== Records provided

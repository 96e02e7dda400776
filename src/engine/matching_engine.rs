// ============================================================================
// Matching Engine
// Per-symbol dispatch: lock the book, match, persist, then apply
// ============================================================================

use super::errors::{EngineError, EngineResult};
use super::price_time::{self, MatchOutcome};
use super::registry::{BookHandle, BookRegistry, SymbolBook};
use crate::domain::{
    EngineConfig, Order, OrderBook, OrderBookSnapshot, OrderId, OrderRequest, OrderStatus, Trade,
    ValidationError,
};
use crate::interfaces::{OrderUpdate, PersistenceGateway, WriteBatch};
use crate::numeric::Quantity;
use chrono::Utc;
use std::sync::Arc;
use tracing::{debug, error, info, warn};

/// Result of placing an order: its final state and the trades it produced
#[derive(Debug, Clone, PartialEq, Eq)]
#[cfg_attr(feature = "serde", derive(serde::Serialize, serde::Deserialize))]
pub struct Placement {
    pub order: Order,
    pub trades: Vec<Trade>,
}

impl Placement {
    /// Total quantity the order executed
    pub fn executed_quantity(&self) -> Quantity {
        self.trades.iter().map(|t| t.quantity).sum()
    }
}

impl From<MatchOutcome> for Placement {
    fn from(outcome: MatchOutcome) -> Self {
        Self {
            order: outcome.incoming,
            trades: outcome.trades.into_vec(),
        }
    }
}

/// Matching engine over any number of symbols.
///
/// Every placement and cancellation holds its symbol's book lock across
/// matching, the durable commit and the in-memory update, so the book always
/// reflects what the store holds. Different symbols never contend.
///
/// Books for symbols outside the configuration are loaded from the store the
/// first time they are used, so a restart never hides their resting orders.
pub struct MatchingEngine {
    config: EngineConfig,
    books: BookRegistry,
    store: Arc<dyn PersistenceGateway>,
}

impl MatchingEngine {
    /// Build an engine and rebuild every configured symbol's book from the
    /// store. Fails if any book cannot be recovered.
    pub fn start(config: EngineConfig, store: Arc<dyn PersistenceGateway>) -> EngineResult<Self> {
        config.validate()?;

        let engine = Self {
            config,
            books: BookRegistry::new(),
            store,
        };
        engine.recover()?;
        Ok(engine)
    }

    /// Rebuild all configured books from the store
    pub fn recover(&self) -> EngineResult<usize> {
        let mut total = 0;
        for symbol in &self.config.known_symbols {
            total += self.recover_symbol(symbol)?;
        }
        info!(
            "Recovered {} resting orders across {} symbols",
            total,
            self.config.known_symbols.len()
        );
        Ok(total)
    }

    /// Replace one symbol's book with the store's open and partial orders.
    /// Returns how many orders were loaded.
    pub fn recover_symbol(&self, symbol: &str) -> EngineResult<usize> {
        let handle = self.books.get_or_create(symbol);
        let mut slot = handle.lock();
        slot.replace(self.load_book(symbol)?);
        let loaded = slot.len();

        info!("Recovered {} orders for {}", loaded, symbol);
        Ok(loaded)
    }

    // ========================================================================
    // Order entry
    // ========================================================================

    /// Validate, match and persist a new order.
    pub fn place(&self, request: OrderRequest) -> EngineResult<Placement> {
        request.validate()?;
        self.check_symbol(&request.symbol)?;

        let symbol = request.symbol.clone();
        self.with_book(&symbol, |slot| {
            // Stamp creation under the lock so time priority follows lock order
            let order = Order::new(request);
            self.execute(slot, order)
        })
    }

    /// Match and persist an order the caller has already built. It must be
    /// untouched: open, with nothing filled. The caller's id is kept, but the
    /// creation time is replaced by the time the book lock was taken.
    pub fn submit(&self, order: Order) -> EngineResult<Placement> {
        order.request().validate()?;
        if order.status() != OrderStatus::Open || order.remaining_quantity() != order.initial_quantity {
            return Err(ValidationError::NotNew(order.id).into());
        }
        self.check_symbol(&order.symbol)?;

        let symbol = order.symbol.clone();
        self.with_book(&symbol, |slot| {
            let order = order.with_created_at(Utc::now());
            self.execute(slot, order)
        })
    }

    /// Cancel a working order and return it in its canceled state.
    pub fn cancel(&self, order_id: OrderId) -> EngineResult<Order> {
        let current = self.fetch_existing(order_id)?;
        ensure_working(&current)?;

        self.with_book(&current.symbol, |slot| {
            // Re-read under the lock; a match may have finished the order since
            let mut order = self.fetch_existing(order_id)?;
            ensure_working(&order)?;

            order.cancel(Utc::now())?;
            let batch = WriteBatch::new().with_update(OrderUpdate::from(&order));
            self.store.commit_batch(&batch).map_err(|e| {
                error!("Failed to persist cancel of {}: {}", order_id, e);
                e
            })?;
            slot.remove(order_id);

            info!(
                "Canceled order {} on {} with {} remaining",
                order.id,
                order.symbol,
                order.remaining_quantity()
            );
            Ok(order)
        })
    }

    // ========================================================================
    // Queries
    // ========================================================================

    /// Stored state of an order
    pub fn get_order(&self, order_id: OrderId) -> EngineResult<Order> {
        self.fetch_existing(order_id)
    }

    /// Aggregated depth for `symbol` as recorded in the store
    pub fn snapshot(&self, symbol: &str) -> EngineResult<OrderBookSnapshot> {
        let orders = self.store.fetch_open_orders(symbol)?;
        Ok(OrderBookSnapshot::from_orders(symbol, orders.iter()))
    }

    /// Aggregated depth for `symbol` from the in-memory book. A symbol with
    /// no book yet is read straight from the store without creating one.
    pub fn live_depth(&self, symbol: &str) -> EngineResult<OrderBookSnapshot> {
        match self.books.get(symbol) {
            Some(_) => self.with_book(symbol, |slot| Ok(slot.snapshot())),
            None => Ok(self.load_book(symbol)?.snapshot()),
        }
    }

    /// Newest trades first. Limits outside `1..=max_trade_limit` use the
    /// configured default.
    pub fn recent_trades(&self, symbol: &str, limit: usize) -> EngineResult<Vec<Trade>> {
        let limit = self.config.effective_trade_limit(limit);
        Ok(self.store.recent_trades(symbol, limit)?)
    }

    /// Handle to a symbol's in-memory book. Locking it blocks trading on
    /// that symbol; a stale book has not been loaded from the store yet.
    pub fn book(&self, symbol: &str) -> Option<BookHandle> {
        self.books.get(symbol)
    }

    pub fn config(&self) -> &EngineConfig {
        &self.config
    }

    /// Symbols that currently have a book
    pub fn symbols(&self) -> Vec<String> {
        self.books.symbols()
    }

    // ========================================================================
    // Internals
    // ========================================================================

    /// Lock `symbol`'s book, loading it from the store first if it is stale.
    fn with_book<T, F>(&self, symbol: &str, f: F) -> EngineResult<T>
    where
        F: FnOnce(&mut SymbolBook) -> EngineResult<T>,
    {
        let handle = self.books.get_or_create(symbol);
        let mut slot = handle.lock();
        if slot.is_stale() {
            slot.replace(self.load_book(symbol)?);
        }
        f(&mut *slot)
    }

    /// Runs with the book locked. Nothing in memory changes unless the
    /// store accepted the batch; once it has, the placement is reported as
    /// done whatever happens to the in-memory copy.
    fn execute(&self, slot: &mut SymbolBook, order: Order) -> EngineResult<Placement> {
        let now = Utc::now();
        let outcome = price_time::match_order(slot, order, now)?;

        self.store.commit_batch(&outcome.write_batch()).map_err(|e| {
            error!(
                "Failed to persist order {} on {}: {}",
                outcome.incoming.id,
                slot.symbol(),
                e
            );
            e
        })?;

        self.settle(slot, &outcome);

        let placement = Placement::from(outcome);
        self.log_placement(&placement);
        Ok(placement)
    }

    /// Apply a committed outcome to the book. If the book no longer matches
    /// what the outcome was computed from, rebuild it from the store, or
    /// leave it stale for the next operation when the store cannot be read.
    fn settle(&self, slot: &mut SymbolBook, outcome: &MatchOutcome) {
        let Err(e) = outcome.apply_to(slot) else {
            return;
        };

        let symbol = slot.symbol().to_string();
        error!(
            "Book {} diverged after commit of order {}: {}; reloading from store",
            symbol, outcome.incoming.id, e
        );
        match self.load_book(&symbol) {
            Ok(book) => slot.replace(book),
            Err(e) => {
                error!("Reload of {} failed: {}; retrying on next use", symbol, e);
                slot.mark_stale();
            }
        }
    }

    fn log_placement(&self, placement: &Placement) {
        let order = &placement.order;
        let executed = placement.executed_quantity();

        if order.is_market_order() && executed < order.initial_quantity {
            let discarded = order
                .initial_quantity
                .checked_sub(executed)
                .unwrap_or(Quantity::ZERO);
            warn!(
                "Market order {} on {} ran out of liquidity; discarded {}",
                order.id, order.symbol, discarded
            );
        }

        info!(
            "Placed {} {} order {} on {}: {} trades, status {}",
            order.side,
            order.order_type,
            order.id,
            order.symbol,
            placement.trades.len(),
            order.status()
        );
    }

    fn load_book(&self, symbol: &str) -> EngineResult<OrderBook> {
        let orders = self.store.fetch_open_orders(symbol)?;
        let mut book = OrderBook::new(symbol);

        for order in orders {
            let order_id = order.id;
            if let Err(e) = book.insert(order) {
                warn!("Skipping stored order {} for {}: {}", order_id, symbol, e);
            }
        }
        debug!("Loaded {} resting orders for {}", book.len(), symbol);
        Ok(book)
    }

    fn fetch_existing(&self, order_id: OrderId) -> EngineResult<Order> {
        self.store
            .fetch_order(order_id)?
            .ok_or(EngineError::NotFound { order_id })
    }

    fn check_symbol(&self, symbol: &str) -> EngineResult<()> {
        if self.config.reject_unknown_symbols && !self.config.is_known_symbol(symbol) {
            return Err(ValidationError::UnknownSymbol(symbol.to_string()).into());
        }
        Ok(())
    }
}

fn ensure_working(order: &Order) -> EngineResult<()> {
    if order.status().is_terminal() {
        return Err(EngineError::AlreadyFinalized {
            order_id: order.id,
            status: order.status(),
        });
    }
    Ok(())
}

====

→ **Problem description**
Every line above from the line with "pub fn cancel(&self, order_id: OrderId)" to the line with "order.cancel(Utc::now())?;", both included, must be reproduced exactly, and no other line may appear.

→ **Reply**
    pub fn cancel(&self, order_id: OrderId) -> EngineResult<Order> {
        let current = self.fetch_existing(order_id)?;
        ensure_working(&current)?;

        self.with_book(&current.symbol, |slot| {
            // Re-read under the lock; a match may have finished the order since
            let mut order = self.fetch_existing(order_id)?;
            ensure_working(&order)?;

            order.cancel(Utc::now())?;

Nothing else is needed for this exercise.